Task brief: The answer must consist of every line below that holds the word "strict".

[Stored data entries]
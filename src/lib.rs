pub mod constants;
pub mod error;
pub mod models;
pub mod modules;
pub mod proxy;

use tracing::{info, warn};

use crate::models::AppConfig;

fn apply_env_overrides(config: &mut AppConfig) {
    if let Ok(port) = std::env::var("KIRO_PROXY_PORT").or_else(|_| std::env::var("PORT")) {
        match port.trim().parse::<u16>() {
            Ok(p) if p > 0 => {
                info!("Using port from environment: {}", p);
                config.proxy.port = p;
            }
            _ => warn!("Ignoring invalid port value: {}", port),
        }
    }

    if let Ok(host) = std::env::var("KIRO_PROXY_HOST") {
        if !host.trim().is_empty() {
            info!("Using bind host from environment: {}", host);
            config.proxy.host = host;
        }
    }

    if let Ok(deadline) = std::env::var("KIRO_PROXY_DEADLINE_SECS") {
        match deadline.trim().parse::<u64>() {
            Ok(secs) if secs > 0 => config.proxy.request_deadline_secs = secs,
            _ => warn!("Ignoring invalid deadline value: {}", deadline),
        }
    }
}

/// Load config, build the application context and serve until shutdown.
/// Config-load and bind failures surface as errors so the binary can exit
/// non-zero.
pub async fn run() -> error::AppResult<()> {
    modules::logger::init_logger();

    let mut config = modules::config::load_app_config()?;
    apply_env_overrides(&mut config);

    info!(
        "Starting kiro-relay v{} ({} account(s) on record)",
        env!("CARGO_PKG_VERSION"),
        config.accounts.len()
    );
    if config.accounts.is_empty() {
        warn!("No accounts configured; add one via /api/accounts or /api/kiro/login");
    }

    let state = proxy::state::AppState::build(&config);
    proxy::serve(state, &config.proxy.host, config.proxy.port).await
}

...

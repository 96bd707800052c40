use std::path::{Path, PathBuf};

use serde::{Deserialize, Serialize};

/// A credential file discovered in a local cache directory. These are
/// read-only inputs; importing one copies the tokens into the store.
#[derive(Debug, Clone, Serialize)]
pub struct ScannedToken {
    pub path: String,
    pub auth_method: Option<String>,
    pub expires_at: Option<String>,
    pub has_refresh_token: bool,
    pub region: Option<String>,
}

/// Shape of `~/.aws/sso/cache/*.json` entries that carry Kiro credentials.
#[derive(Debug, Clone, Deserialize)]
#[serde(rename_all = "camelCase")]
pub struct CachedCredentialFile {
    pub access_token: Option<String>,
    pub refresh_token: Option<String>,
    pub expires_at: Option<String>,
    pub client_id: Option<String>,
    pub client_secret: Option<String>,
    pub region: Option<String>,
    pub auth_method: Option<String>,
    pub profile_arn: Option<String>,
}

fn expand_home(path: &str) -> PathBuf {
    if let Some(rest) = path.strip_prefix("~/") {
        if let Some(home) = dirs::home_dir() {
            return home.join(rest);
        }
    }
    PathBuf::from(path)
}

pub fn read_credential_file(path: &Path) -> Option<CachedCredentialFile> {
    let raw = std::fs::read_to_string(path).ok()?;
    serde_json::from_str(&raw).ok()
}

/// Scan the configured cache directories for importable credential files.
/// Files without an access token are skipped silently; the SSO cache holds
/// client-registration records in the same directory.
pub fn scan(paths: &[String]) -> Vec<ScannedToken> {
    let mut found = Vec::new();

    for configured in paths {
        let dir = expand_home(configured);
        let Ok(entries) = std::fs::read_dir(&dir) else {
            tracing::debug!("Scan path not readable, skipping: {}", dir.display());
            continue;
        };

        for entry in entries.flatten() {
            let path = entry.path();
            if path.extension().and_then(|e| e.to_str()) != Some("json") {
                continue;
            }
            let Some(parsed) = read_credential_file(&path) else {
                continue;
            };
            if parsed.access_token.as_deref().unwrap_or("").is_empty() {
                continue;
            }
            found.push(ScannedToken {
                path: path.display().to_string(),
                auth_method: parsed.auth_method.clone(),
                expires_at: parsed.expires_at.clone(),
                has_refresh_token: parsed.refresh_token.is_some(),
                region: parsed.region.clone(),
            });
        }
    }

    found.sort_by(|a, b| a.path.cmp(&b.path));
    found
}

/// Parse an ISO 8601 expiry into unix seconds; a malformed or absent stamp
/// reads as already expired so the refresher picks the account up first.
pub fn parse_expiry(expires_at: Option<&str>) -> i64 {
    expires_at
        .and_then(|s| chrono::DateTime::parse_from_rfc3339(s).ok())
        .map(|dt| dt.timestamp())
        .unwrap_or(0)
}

---

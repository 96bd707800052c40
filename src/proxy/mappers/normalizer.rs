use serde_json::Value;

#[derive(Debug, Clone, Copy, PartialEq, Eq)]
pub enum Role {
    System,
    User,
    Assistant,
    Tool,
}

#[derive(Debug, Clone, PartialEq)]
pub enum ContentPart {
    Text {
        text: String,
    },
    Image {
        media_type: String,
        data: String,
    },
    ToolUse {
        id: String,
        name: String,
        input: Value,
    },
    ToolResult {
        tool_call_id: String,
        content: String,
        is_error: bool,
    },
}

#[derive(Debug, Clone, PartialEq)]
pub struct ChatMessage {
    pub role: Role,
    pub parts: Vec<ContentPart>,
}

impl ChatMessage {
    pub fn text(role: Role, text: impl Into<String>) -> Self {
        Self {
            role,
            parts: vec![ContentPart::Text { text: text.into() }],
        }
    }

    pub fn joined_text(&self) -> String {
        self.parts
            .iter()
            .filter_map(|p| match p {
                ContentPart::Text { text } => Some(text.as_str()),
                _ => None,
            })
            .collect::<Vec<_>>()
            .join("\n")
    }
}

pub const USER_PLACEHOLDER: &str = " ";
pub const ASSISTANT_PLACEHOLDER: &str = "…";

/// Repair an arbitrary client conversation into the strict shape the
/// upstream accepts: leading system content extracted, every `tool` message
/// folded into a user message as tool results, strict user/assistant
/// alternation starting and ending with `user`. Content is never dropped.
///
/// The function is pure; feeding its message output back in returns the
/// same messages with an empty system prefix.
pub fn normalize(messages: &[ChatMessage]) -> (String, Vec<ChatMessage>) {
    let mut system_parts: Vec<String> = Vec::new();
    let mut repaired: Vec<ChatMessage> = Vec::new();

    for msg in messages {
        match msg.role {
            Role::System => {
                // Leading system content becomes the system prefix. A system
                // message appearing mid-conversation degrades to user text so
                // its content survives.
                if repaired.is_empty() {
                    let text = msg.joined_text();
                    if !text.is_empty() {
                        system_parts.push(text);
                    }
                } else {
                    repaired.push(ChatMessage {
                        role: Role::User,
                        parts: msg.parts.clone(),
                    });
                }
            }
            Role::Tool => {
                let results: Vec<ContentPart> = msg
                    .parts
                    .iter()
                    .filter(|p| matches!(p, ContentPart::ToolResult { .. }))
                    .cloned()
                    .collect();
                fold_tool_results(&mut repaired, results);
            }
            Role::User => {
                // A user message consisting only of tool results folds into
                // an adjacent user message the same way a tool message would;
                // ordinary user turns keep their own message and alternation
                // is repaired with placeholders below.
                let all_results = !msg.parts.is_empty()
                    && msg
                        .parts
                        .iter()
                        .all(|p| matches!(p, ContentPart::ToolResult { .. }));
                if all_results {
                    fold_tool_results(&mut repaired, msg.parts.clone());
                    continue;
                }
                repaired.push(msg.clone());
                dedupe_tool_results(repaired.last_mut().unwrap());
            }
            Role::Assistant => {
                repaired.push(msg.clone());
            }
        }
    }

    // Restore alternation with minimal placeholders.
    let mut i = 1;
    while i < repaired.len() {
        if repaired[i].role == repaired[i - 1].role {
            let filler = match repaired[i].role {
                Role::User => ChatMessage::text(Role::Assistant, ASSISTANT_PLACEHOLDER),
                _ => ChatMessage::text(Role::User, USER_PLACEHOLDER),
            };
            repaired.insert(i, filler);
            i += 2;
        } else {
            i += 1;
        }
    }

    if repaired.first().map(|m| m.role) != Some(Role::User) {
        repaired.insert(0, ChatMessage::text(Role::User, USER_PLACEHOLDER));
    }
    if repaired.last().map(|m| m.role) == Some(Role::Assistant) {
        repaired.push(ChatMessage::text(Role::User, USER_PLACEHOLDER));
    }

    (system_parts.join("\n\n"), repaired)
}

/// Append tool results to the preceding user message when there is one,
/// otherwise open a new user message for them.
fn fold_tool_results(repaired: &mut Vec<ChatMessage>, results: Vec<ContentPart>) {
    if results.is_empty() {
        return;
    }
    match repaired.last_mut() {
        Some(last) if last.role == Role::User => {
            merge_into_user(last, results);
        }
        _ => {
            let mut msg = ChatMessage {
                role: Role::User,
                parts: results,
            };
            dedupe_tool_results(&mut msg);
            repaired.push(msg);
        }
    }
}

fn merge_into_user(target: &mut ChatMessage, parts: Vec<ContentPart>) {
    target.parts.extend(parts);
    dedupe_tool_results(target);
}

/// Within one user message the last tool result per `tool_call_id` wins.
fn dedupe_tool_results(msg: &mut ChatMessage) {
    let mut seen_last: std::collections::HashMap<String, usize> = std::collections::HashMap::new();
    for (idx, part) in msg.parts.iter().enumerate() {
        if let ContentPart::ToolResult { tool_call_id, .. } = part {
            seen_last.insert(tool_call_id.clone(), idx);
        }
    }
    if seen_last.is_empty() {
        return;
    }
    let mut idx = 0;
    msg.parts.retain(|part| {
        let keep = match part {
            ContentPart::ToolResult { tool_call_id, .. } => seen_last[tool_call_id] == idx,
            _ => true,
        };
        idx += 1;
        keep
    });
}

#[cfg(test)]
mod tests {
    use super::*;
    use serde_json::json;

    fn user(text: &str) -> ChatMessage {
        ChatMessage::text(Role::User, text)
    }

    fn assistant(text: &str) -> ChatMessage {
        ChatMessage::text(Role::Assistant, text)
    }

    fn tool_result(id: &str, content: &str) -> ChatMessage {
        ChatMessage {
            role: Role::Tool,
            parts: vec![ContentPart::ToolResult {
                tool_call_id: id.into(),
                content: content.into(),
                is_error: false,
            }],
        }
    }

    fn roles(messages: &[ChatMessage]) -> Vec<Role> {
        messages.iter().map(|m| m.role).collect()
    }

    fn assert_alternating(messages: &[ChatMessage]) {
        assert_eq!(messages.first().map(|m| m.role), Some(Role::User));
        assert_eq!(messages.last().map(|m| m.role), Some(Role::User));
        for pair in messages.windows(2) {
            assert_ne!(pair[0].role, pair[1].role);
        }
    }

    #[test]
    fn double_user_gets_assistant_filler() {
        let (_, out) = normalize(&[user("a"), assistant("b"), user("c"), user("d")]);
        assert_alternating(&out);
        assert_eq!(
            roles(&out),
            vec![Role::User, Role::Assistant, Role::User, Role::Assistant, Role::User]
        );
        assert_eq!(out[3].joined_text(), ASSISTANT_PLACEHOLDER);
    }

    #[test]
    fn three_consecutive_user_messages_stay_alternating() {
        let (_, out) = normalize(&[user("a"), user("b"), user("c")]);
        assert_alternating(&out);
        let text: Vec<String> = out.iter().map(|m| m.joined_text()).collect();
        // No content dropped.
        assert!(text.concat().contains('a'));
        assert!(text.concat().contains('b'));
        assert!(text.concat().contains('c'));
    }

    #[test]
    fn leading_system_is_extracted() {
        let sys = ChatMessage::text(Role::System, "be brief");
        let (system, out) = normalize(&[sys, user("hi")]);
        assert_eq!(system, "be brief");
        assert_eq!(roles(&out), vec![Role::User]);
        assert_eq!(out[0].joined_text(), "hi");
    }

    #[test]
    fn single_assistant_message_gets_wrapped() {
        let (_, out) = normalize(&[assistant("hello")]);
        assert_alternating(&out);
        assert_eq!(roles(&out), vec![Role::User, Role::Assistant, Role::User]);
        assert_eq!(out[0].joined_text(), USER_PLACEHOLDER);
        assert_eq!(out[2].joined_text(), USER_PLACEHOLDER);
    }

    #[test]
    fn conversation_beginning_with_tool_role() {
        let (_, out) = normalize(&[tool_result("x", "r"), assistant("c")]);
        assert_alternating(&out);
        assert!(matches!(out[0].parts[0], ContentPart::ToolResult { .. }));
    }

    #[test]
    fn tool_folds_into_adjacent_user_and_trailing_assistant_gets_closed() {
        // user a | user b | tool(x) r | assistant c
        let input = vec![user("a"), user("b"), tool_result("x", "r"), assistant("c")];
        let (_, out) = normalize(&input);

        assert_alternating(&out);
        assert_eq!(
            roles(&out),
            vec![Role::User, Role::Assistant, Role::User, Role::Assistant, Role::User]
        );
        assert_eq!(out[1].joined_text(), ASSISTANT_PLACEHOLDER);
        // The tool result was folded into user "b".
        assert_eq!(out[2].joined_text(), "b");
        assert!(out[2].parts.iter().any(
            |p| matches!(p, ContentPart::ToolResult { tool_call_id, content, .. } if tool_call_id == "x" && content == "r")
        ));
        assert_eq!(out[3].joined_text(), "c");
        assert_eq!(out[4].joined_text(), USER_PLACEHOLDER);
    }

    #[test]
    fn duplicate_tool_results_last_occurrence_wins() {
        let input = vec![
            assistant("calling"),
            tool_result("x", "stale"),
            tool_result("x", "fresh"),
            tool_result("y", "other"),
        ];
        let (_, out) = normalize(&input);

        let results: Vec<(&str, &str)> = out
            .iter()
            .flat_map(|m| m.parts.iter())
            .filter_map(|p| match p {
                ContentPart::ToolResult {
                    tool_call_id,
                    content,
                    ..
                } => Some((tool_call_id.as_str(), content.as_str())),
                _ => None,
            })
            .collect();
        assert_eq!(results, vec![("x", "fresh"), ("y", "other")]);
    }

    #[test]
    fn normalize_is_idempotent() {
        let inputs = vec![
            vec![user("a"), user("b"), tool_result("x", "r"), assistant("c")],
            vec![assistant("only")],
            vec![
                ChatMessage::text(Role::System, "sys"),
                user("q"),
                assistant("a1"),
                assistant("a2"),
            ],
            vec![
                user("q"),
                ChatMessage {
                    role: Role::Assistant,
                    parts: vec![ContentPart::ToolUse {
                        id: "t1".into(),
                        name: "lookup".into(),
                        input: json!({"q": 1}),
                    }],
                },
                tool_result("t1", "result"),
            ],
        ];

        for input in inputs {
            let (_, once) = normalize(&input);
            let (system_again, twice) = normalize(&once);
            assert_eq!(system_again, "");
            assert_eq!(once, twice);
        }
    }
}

Answer box:
/// Repair an arbitrary client conversation into the strict shape the
/// folded into a user message as tool results, strict user/assistant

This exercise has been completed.